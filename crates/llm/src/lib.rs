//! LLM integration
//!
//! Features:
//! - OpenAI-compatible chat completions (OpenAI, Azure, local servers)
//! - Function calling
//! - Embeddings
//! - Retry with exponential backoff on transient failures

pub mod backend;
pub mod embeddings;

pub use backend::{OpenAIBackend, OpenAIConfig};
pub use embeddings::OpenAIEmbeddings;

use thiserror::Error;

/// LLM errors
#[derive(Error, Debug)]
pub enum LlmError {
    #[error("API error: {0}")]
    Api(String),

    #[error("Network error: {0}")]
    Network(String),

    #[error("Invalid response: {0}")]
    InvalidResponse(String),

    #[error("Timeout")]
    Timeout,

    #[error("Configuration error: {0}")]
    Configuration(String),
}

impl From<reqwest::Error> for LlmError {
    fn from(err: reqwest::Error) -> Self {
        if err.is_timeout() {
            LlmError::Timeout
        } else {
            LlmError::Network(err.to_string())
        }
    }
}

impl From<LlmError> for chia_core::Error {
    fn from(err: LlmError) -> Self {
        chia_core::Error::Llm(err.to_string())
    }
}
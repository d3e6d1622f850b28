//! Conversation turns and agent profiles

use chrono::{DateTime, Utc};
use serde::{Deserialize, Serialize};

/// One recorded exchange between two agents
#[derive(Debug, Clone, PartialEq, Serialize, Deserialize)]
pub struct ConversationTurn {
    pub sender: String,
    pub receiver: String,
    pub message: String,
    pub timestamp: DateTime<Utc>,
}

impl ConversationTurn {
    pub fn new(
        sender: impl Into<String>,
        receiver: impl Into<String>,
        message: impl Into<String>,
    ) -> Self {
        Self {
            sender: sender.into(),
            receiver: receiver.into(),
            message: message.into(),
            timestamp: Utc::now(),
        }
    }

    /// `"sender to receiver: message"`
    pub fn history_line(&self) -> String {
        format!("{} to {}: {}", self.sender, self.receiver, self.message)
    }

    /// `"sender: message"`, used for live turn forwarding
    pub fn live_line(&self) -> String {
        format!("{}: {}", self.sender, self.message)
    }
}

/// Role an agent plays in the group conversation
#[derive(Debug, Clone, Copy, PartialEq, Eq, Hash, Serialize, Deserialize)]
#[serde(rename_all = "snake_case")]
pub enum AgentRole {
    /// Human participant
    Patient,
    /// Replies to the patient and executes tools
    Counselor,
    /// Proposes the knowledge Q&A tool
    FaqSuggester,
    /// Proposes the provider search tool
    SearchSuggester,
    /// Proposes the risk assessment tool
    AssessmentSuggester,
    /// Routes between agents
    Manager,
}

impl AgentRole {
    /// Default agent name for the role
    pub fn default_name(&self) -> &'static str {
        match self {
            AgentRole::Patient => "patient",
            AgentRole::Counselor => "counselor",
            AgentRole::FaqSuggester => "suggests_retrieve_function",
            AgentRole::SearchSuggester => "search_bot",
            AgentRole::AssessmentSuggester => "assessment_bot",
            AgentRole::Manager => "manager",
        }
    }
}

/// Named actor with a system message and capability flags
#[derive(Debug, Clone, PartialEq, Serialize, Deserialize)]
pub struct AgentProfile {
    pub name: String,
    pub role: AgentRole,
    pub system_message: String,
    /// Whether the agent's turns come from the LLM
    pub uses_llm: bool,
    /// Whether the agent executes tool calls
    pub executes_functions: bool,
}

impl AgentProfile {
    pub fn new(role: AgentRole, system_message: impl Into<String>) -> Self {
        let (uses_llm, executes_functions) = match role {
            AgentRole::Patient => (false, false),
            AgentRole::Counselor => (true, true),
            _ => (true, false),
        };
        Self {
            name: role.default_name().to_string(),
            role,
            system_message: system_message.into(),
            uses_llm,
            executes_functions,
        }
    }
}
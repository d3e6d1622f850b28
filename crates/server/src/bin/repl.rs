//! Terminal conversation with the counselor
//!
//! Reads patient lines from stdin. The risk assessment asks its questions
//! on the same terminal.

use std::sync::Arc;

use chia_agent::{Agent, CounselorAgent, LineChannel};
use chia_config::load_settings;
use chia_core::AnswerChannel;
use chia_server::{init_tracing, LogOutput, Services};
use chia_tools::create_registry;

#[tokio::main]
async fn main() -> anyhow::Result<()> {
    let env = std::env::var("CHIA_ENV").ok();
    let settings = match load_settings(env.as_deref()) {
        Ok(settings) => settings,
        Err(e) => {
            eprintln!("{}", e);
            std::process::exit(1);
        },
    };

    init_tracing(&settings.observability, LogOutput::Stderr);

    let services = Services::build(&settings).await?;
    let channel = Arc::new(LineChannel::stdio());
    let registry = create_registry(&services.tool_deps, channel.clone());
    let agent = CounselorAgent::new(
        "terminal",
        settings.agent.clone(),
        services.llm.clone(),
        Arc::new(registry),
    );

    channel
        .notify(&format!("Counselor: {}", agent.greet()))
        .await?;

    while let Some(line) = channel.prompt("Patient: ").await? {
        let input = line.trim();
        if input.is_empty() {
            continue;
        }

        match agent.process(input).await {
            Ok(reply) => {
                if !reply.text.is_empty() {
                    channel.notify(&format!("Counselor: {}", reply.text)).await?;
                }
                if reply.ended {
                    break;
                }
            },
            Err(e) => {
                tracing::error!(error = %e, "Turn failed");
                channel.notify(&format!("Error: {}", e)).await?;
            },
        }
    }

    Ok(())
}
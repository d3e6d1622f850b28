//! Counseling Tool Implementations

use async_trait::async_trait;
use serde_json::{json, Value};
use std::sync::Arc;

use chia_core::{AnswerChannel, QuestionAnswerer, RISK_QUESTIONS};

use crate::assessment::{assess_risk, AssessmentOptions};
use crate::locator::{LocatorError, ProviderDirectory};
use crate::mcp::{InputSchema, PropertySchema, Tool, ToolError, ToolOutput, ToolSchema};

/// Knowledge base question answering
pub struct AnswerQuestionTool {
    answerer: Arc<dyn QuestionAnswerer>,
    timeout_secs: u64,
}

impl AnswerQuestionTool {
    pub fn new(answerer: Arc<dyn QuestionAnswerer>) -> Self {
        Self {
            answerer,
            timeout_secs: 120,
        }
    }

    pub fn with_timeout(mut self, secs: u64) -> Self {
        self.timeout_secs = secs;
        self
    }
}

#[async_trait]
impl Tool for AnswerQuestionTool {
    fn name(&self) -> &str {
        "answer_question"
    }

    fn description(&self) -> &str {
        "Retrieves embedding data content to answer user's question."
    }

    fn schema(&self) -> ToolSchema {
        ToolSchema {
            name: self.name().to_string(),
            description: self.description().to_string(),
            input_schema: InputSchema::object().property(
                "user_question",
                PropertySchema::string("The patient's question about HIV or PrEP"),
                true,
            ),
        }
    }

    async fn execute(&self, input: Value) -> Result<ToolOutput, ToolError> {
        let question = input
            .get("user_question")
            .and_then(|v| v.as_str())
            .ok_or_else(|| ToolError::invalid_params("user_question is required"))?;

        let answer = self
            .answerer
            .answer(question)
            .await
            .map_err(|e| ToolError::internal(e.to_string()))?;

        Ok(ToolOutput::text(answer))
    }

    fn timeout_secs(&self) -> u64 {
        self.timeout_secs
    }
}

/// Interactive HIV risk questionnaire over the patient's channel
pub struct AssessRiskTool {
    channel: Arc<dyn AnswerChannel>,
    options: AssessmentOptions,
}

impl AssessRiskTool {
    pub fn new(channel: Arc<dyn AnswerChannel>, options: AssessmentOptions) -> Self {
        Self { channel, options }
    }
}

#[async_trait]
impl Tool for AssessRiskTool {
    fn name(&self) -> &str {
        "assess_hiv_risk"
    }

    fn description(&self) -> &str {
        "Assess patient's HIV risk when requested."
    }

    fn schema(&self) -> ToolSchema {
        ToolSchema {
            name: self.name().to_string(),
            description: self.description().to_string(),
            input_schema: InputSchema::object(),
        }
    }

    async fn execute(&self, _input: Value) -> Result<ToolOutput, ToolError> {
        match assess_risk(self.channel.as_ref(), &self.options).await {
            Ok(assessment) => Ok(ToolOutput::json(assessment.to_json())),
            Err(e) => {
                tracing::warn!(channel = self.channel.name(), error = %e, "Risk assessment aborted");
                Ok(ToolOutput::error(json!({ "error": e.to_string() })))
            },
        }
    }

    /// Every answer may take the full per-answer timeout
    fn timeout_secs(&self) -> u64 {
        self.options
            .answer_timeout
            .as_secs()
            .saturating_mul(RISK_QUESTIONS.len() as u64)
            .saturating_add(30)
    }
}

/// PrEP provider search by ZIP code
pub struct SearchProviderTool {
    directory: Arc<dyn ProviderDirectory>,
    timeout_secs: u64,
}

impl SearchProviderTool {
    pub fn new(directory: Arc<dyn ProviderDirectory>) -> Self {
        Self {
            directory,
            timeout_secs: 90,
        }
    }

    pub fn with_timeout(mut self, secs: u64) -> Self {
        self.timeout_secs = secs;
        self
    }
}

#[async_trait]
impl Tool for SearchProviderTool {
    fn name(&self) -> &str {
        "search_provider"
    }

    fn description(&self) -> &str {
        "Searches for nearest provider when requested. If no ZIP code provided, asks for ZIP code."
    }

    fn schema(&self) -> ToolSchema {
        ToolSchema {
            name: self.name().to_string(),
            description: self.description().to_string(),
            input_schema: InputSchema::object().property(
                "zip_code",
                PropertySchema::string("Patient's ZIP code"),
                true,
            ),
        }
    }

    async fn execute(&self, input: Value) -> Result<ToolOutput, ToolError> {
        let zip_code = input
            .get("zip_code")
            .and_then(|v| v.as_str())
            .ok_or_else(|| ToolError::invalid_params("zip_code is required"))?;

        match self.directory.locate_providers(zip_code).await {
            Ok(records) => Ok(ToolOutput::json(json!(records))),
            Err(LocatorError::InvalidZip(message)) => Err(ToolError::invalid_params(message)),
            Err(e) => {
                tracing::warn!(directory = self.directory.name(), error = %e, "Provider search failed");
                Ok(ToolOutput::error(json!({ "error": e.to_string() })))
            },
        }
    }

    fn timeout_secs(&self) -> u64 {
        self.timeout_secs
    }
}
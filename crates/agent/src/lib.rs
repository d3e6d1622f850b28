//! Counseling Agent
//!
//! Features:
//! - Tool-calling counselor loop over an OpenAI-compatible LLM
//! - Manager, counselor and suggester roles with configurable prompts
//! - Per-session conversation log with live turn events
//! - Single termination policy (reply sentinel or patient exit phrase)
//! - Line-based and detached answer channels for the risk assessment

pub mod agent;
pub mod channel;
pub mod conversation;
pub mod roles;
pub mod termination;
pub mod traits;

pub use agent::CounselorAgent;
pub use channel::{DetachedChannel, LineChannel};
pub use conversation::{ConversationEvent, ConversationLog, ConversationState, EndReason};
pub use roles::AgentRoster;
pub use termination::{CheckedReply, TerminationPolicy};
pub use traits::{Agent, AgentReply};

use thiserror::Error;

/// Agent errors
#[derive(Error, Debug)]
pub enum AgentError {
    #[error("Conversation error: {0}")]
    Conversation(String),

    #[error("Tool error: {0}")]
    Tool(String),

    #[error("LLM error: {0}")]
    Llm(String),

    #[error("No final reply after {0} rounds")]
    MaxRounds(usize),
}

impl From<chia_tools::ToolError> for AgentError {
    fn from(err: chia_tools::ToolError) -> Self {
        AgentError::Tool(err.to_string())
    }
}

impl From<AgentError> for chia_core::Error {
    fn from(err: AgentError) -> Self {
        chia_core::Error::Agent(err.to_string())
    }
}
----------------
• **Exercise directions**
All lines that hold the word "InputSchema" should be copied from the data.

• **Result of this exercise**
use crate::mcp::{InputSchema, PropertySchema, Tool, ToolError, ToolOutput, ToolSchema};
            input_schema: InputSchema::object().property(
            input_schema: InputSchema::object(),
            input_schema: InputSchema::object().property(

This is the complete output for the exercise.